Surgery has in the past been the mainstay of treatment however this relies on a good deal of skill, anaesthetic and has a number of potential significant complications

 The third option is Xiapex injection treatment, marketed my Pfrizer. Xiapex was launched in 2011 and is a collagenase, an enzyme that breaks down the Dupuytren’s tissues and is the first medicine licensed for adults with Dupuytren’s contracture who have a palpable cord.

 If you have Dupuytren’s in multiple fingers your consultant will advise you on which finger should be treated first as only one cord at a time can be treated. 

What is involved in the treatment?

Xiapex Treatment consists of two visits 24 hours apart. The first visit involves the injection of Xiapex the second a manipulation of the finger to correct the contracture. 

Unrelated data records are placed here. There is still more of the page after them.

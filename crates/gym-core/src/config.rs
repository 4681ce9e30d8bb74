use anyhow::{Context, Result};
use serde::{Deserialize, Serialize};
use std::fs;
use std::path::{Path, PathBuf};
use std::time::Duration;

/// Configuration for the gymdesk client tools
#[derive(Debug, Clone, Default, Serialize, Deserialize)]
pub struct Config {
    #[serde(default)]
    pub gym: GymConfig,
    #[serde(default)]
    pub store: StoreConfig,
    #[serde(default)]
    pub sync: SyncSettings,
}

#[derive(Debug, Clone, Serialize, Deserialize)]
pub struct GymConfig {
    /// Name printed in backups
    #[serde(default = "default_gym_name")]
    pub name: String,
}

#[derive(Debug, Clone, Default, Serialize, Deserialize)]
pub struct StoreConfig {
    /// Path of the local SQLite database (defaults to ~/.local/share/gym/gym.db)
    pub database_path: Option<PathBuf>,
}

#[derive(Debug, Clone, Serialize, Deserialize)]
pub struct SyncSettings {
    /// Server URL (if None, runs in local-only mode)
    pub server_url: Option<String>,

    /// Bearer token sent to the server, if it requires one
    pub api_token: Option<String>,

    /// Periodic sync interval in seconds
    #[serde(default = "default_sync_interval")]
    pub interval_seconds: u64,

    /// How often the server health endpoint is probed
    #[serde(default = "default_probe_interval")]
    pub probe_interval_seconds: u64,

    /// Connectivity changes must be stable this long before they count
    #[serde(default = "default_debounce")]
    pub debounce_millis: u64,

    #[serde(default = "default_request_timeout")]
    pub request_timeout_seconds: u64,
}

/// Machine-specific state that should not be shared across devices
#[derive(Debug, Clone, Default, Serialize, Deserialize)]
pub struct State {
    #[serde(default)]
    pub device: DeviceState,
}

#[derive(Debug, Clone, Default, Serialize, Deserialize)]
pub struct DeviceState {
    /// Device identifier (auto-generated if missing)
    pub device_id: Option<String>,
}

fn default_gym_name() -> String {
    "My Gym".to_string()
}

fn default_sync_interval() -> u64 {
    30
}

fn default_probe_interval() -> u64 {
    10
}

fn default_debounce() -> u64 {
    500
}

fn default_request_timeout() -> u64 {
    10
}

impl Default for GymConfig {
    fn default() -> Self {
        Self {
            name: default_gym_name(),
        }
    }
}

impl Default for SyncSettings {
    fn default() -> Self {
        Self {
            server_url: None,
            api_token: None,
            interval_seconds: default_sync_interval(),
            probe_interval_seconds: default_probe_interval(),
            debounce_millis: default_debounce(),
            request_timeout_seconds: default_request_timeout(),
        }
    }
}

impl SyncSettings {
    pub fn interval(&self) -> Duration {
        Duration::from_secs(self.interval_seconds.max(1))
    }

    pub fn probe_interval(&self) -> Duration {
        Duration::from_secs(self.probe_interval_seconds.max(1))
    }

    pub fn debounce(&self) -> Duration {
        Duration::from_millis(self.debounce_millis)
    }

    pub fn request_timeout(&self) -> Duration {
        Duration::from_secs(self.request_timeout_seconds.max(1))
    }
}

fn data_dir() -> Result<PathBuf> {
    let home_dir = dirs::home_dir().context("Could not determine home directory")?;
    Ok(home_dir.join(".local").join("share").join("gym"))
}

impl Config {
    /// Default config location, honouring `GYM_CONFIG`
    pub fn default_path() -> Result<PathBuf> {
        if let Ok(custom_path) = std::env::var("GYM_CONFIG") {
            return Ok(PathBuf::from(custom_path));
        }
        let home_dir = dirs::home_dir().context("Could not determine home directory")?;
        Ok(home_dir.join(".config").join("gym").join("config.toml"))
    }

    /// Load configuration from the default location, writing defaults on
    /// first use
    pub fn load() -> Result<Self> {
        let path = Self::default_path()?;
        if !path.exists() {
            let config = Self::default();
            config.save_to(&path)?;
            tracing::info!("created default config at {}", path.display());
            return Ok(config);
        }
        Self::load_from(&path)
    }

    /// Load configuration from a specific path
    pub fn load_from(path: &Path) -> Result<Self> {
        let content = fs::read_to_string(path)
            .with_context(|| format!("Failed to read config file: {}", path.display()))?;
        let config: Self = toml::from_str(&content)
            .with_context(|| format!("Failed to parse config file: {}", path.display()))?;
        Ok(config)
    }

    pub fn save_to(&self, path: &Path) -> Result<()> {
        if let Some(parent) = path.parent() {
            fs::create_dir_all(parent)
                .with_context(|| format!("Failed to create config directory: {}", parent.display()))?;
        }
        let toml_str = toml::to_string_pretty(self).context("Failed to serialize config")?;
        fs::write(path, toml_str)
            .with_context(|| format!("Failed to write config file: {}", path.display()))?;
        Ok(())
    }

    /// The local database path, using the default if not configured
    pub fn database_path(&self) -> Result<PathBuf> {
        match &self.store.database_path {
            Some(path) => Ok(path.clone()),
            None => Ok(data_dir()?.join("gym.db")),
        }
    }
}

impl State {
    pub fn default_path() -> Result<PathBuf> {
        if let Ok(custom_path) = std::env::var("GYM_STATE") {
            return Ok(PathBuf::from(custom_path));
        }
        Ok(data_dir()?.join("state.toml"))
    }

    /// Load state, creating it (with a fresh device id) if missing
    pub fn load() -> Result<Self> {
        let path = Self::default_path()?;
        let mut state = if path.exists() {
            Self::load_from(&path)?
        } else {
            Self::default()
        };
        if state.device.device_id.is_none() {
            let device_id = uuid::Uuid::new_v4().to_string();
            tracing::info!("generated new device_id: {device_id}");
            state.device.device_id = Some(device_id);
            state.save_to(&path)?;
        }
        Ok(state)
    }

    pub fn load_from(path: &Path) -> Result<Self> {
        let content = fs::read_to_string(path)
            .with_context(|| format!("Failed to read state file: {}", path.display()))?;
        toml::from_str(&content)
            .with_context(|| format!("Failed to parse state file: {}", path.display()))
    }

    pub fn save_to(&self, path: &Path) -> Result<()> {
        if let Some(parent) = path.parent() {
            fs::create_dir_all(parent).context("Failed to create state directory")?;
        }
        let toml_str = toml::to_string_pretty(self).context("Failed to serialize state")?;
        fs::write(path, toml_str).context("Failed to write state file")?;
        Ok(())
    }

    pub fn device_id(&self) -> &str {
        self.device.device_id.as_deref().unwrap_or("local")
    }
}
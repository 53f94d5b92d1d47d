use anyhow::Result;
use hayat_menu::adapters::source_from_config;
use hayat_menu::app::export;
use hayat_menu::domain::ports::ConfigProvider;
use hayat_menu::{EmbeddedCatalog, Intent, MenuEngine, MenuError, Money, TomlConfig};
use httpmock::prelude::*;
use std::io::Write;
use tempfile::{NamedTempFile, TempDir};

fn intents(ops: &[&str]) -> Vec<Intent> {
    ops.iter().map(|op| op.parse().unwrap()).collect()
}

#[tokio::test]
async fn test_end_to_end_with_remote_catalog() -> Result<()> {
    let server = MockServer::start();
    let categories_mock = server.mock(|when, then| {
        when.method(GET).path("/api/categories");
        then.status(200)
            .header("Content-Type", "application/json")
            .json_body(serde_json::json!([
                {"id": "starters", "name": "Starters"},
                {"id": "drinks", "name": "Drinks"}
            ]));
    });
    let items_mock = server.mock(|when, then| {
        when.method(GET).path("/api/items");
        then.status(200)
            .header("Content-Type", "application/json")
            .json_body(serde_json::json!([
                {"id": 1, "name": "Falafel", "description": "Crispy", "price": 13, "image": "f.jpg", "category": "starters"},
                {"id": 2, "name": "Arak Sour", "description": "Lemon", "formatted_price": "$14.00", "image": "a.jpg", "category": "drinks"}
            ]));
    });

    let config = TomlConfig::from_toml_str(&format!(
        r#"
[catalog]
source = "remote"
categories_url = "{}"
items_url = "{}"
timeout_seconds = 5
"#,
        server.url("/api/categories"),
        server.url("/api/items")
    ))?;

    let engine = MenuEngine::with_currency(source_from_config(&config)?, config.currency_symbol());
    let (_, session) = engine
        .run(None, &intents(&["add:1", "add:1", "add:2", "remove:1"]))
        .await?;

    categories_mock.assert();
    items_mock.assert();

    let summary = engine.summarize(&session);
    assert_eq!(summary.total_items, 2);
    assert_eq!(summary.total_price, Money::from_major(27));
    let names: Vec<&str> = summary.lines.iter().map(|l| l.name.as_str()).collect();
    assert_eq!(names, vec!["Falafel", "Arak Sour"]);
    Ok(())
}

#[tokio::test]
async fn test_end_to_end_with_fetch_failure() {
    let server = MockServer::start();
    server.mock(|when, then| {
        when.method(GET).path("/api/categories");
        then.status(503);
    });

    let config = TomlConfig::from_toml_str(&format!(
        "[catalog]\nsource = \"remote\"\ncategories_url = \"{}\"\nitems_url = \"{}\"\n",
        server.url("/api/categories"),
        server.url("/api/items")
    ))
    .unwrap();

    let engine = MenuEngine::new(source_from_config(&config).unwrap());
    let err = engine.run(None, &[]).await.unwrap_err();

    assert!(matches!(err, MenuError::CatalogFetch { .. }));
    assert_eq!(err.exit_code(), 2);
    assert_eq!(err.user_friendly_message(), "We couldn't load the menu right now.");
}

#[tokio::test]
async fn test_end_to_end_with_catalog_file_and_csv_export() -> Result<()> {
    let temp_dir = TempDir::new()?;
    let catalog_path = temp_dir.path().join("menu.json");
    std::fs::write(
        &catalog_path,
        serde_json::json!({
            "categories": [{"id": "desserts", "name": "Desserts", "icon": "🍰"}],
            "items": [
                {"id": 17, "name": "Baklava Selection", "price": 14, "category": "desserts"},
                {"id": 18, "name": "Saffron Rice Pudding", "price": 12.5, "category": "desserts"}
            ]
        })
        .to_string(),
    )?;

    let mut config_file = NamedTempFile::new()?;
    write!(
        config_file,
        "[catalog]\nsource = \"file\"\npath = \"{}\"\n\n[display]\ndefault_category = \"desserts\"\n",
        catalog_path.to_string_lossy().replace('\\', "/")
    )?;

    let config = TomlConfig::from_file(config_file.path())?;
    let engine = MenuEngine::new(source_from_config(&config)?);
    let (catalog, session) = engine
        .run(
            config.default_category(),
            &intents(&["select:18", "add-selected", "add-selected", "add:17", "close"]),
        )
        .await?;

    assert!(session.detail(&catalog).is_none());
    let csv = export::summary_to_csv(&engine.summarize(&session))?;
    let rows: Vec<&str> = csv.lines().collect();
    assert_eq!(rows.len(), 3);
    assert_eq!(rows[1], "18,Saffron Rice Pudding,12.50,2,25.00");
    assert_eq!(rows[2], "17,Baklava Selection,14.00,1,14.00");
    Ok(())
}

#[tokio::test]
async fn test_embedded_menu_session() -> Result<()> {
    let engine = MenuEngine::new(EmbeddedCatalog::new());
    let (catalog, session) = engine
        .run(
            Some("mains"),
            &intents(&["select:14", "add-selected", "cart", "category:desserts", "add:17"]),
        )
        .await?;

    assert_eq!(session.active_category, "desserts");
    assert_eq!(session.selected_item, None);
    assert!(session.cart_open);
    assert_eq!(catalog.item(14).map(|i| i.name.as_str()), Some("Slow-Cooked Lamb"));
    assert_eq!(session.cart.total_price(), Money::from_major(38 + 14));
    Ok(())
}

On your first visit you will come here to the clinic. As it is not a surgical procedure you will not need to go to hospital and no incision will be required. A fine needle is used to inject directly into the cord. After your injection the hand will be wrapped in a gauze dressing, you will then need to wait here at the clinic for 30 minutes to make sure you have no allergic reactions to the medicine.

The next day the hand is manipulated under local anaesthetic back in the clinic. 

Correction of the finger is immediate however you will need to wear a splint for several months after the procedure to maintain the correction.